When a Comox Valley orthopedic surgeon went into the beer business last year with some friends on the Prairies, the market they tapped into wasn’t exactly what they expected.
Dr. Tom Woods and his partners had opened a brewpub in an old bakery building in the Warehouse District of Regina, Sask., but almost as soon as the doors were open, the pandemic hit, and the doors had to close — five days into business.
“We limped along on growler sales,” he said. “We had no can production at that time.”
Since that time, they added a kitchen at the pub, but there have different shutdowns that pushed back their plans each time. Last summer, they also started canning their Warehouse Brewing Company beer, and they are now shipping stock into B.C. and other Western provinces.
“We’re really trying to focus on our distribution,” Woods said.
Cascadia Liquor general manager Jeff Lucas recently told Woods the beer was already cracking the top 20 at the store out of the more than 350 craft beers they offer.
“I’m glad to hear it’s doing well,” Woods replied. “It’s the first brewed-in-Saskatchewan beer here at Cascadia.”
Based in the Comox Valley since 2008, Woods is originally from Alberta, as is one of the other main partners. Another one had been a resident physician in Saskatchewan, which is part of why they set up in Regina. They also wanted to test a newer market for craft beers.
Also among the smaller partners are a few of Woods’s medical colleagues from the Comox Valley. He’s guessing a few of them are contributing to the already-strong sales of the Warehouse lines, which includes Sask Harvest Lager, Queen City Kölsch, Anonymous Tip IPA, Factory Stout and Accountant Amber Ale, among others.
“We’ve got a great brewer,” he said.
Already, they have won a medal at the Canadian Brewing Awards, in 2020 for their Iconic Bitter.
Woods, himself, had tried his hand at making beer back when he was a teacher.
“I brewed beer back in the day, when it was little green bottles,” he said. “It was terrible stuff.”

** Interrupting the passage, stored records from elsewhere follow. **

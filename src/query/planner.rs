//! Capability-aware physical planner.
//!
//! Lowers a [`LogicalPlan`] bottom-up with an explicit work stack. A `WHERE`
//! filter sitting directly on a scan is lowered together with the scan: each
//! top-level conjunct the backend can evaluate on indexed fields is folded
//! into an [`PhysicalOp::IndexScan`], and the remaining conjuncts form a
//! single in-memory [`PhysicalOp::Filter`] above it. Every other operator is
//! pushed to the backend only when its input already runs there and the
//! backend supports it.

use std::collections::BTreeMap;
use std::sync::Arc;

use tracing::{debug, trace};

use crate::config::CompilerConfig;
use crate::error::QueryError;
use crate::query::capabilities::{BackendCapabilities, IndexDescriptor};
use crate::query::cost::Estimator;
use crate::query::errors::PlanningError;
use crate::query::logical::{FilterStage, LogicalOp, LogicalPlan, NodeId, PlanNode};
use crate::query::physical::{
    AccessMethod, JoinKeys, PhysicalNode, PhysicalOp, PhysicalPlan, Strategy,
};
use crate::query::predicate::Predicate;
use crate::query::schema::{FieldRef, FieldSource};

/// Lowers `logical` for `backend`.
pub fn plan_physical(
    logical: &LogicalPlan,
    backend: &str,
    capabilities: &dyn BackendCapabilities,
    config: &CompilerConfig,
) -> Result<PhysicalPlan, QueryError> {
    let mut planner = PhysicalPlanner::new(logical, backend, capabilities, config)?;
    planner.plan(logical)
}

/// Planner state for one query: capability lookups and cached catalog facts.
pub struct PhysicalPlanner<'a> {
    backend: &'a str,
    capabilities: &'a dyn BackendCapabilities,
    estimator: Estimator<'a>,
    indexes: BTreeMap<String, Vec<IndexDescriptor>>,
}

struct PushedConjunct {
    predicate: Predicate,
    selectivity: f64,
    index: IndexDescriptor,
    field: Arc<FieldRef>,
}

enum Task<'p> {
    Visit(&'p PlanNode),
    Build(&'p PlanNode),
}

He loved all the microbreweries he visited on the West Coast and wanted to own one himself one day. He and his partners took a couple of years to find the right location, which turned out to be in the Saskatchewan capital’s Warehouse District.
As far as canning the product, it was something the company considered an option, but it quickly became essential to the business model since the spring of 2020.
“It’s mandatory now,” he added. “It’s critical to our survival right now.”